- _Brief_: Work out the count of lines in the material where the string "struct" shows up, and reply with it alone.

- _Information_:
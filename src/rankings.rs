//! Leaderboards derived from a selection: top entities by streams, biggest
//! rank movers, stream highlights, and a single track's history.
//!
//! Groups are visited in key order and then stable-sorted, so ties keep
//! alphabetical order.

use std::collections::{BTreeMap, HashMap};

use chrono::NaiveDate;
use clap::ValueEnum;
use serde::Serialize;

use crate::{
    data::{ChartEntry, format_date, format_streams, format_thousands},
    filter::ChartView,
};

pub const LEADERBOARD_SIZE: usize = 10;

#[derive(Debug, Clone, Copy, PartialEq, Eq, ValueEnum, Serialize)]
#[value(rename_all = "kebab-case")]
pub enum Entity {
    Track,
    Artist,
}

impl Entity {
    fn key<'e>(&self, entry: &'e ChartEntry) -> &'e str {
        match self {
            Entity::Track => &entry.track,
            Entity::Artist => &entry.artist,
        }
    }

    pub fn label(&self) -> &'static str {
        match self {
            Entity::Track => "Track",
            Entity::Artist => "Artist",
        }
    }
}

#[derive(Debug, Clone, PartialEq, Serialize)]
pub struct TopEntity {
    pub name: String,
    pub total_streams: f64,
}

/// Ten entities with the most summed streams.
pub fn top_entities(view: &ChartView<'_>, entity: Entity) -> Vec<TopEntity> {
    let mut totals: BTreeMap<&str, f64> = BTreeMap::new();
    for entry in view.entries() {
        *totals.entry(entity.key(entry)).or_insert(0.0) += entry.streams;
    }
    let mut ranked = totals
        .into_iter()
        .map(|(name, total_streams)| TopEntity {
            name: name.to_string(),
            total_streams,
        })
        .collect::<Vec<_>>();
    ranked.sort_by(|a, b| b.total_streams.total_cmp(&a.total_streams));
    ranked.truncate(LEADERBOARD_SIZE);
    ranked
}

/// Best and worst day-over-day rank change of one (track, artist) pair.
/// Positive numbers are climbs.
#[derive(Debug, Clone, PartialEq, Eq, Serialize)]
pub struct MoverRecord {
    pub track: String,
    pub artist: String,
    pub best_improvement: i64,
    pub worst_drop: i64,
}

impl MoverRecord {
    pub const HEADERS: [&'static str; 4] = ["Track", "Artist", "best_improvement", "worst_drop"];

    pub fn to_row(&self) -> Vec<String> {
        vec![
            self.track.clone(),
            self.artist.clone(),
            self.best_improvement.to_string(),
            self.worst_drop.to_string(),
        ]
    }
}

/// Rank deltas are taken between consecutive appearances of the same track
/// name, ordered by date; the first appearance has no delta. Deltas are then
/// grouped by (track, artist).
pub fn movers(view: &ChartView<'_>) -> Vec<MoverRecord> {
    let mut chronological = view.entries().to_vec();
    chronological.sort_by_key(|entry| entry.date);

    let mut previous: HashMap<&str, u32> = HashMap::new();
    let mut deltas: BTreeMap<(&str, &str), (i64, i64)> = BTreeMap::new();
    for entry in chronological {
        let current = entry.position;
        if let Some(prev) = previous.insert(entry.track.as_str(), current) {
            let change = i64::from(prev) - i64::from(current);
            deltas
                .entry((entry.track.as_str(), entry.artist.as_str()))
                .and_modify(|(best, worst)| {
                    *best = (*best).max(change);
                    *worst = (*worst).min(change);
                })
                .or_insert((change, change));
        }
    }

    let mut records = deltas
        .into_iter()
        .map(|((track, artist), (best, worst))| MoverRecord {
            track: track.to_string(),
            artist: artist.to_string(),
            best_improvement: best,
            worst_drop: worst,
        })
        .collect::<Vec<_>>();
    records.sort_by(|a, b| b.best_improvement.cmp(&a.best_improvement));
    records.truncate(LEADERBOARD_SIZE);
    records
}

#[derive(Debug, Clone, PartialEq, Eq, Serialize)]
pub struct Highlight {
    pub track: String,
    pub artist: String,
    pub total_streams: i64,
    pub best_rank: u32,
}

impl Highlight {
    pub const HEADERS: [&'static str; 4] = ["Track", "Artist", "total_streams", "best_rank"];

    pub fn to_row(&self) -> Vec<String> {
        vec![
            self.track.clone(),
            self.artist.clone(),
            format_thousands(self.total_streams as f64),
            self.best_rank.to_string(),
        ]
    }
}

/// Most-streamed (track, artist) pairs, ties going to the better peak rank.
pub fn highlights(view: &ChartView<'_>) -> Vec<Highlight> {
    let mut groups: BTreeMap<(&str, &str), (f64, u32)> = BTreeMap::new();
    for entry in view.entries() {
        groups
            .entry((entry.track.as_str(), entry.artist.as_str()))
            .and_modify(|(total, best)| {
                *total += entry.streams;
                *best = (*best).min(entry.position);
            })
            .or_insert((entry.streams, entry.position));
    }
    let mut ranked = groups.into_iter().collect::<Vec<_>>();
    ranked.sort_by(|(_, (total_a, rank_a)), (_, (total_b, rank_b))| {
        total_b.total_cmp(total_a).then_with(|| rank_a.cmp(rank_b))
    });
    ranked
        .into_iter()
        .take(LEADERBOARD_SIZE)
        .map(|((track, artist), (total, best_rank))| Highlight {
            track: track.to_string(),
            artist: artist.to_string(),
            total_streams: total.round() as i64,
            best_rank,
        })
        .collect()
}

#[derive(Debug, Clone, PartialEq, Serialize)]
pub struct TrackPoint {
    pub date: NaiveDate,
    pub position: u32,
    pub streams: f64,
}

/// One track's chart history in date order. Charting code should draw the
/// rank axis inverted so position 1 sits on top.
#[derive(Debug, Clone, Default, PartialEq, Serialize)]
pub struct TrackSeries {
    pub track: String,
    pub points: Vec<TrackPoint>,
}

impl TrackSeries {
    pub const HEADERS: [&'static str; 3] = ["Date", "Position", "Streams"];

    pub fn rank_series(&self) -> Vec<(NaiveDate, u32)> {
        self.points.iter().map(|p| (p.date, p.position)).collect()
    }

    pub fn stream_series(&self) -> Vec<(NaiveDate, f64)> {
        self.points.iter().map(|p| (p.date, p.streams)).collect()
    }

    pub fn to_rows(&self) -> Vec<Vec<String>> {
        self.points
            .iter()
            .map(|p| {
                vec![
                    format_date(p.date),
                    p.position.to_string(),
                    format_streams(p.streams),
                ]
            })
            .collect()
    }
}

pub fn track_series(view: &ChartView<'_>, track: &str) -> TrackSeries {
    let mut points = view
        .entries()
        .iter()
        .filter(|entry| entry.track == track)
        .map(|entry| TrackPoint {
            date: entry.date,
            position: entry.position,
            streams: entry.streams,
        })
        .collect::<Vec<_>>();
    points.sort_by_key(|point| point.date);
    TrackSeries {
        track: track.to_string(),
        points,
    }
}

- _Written solution_: 5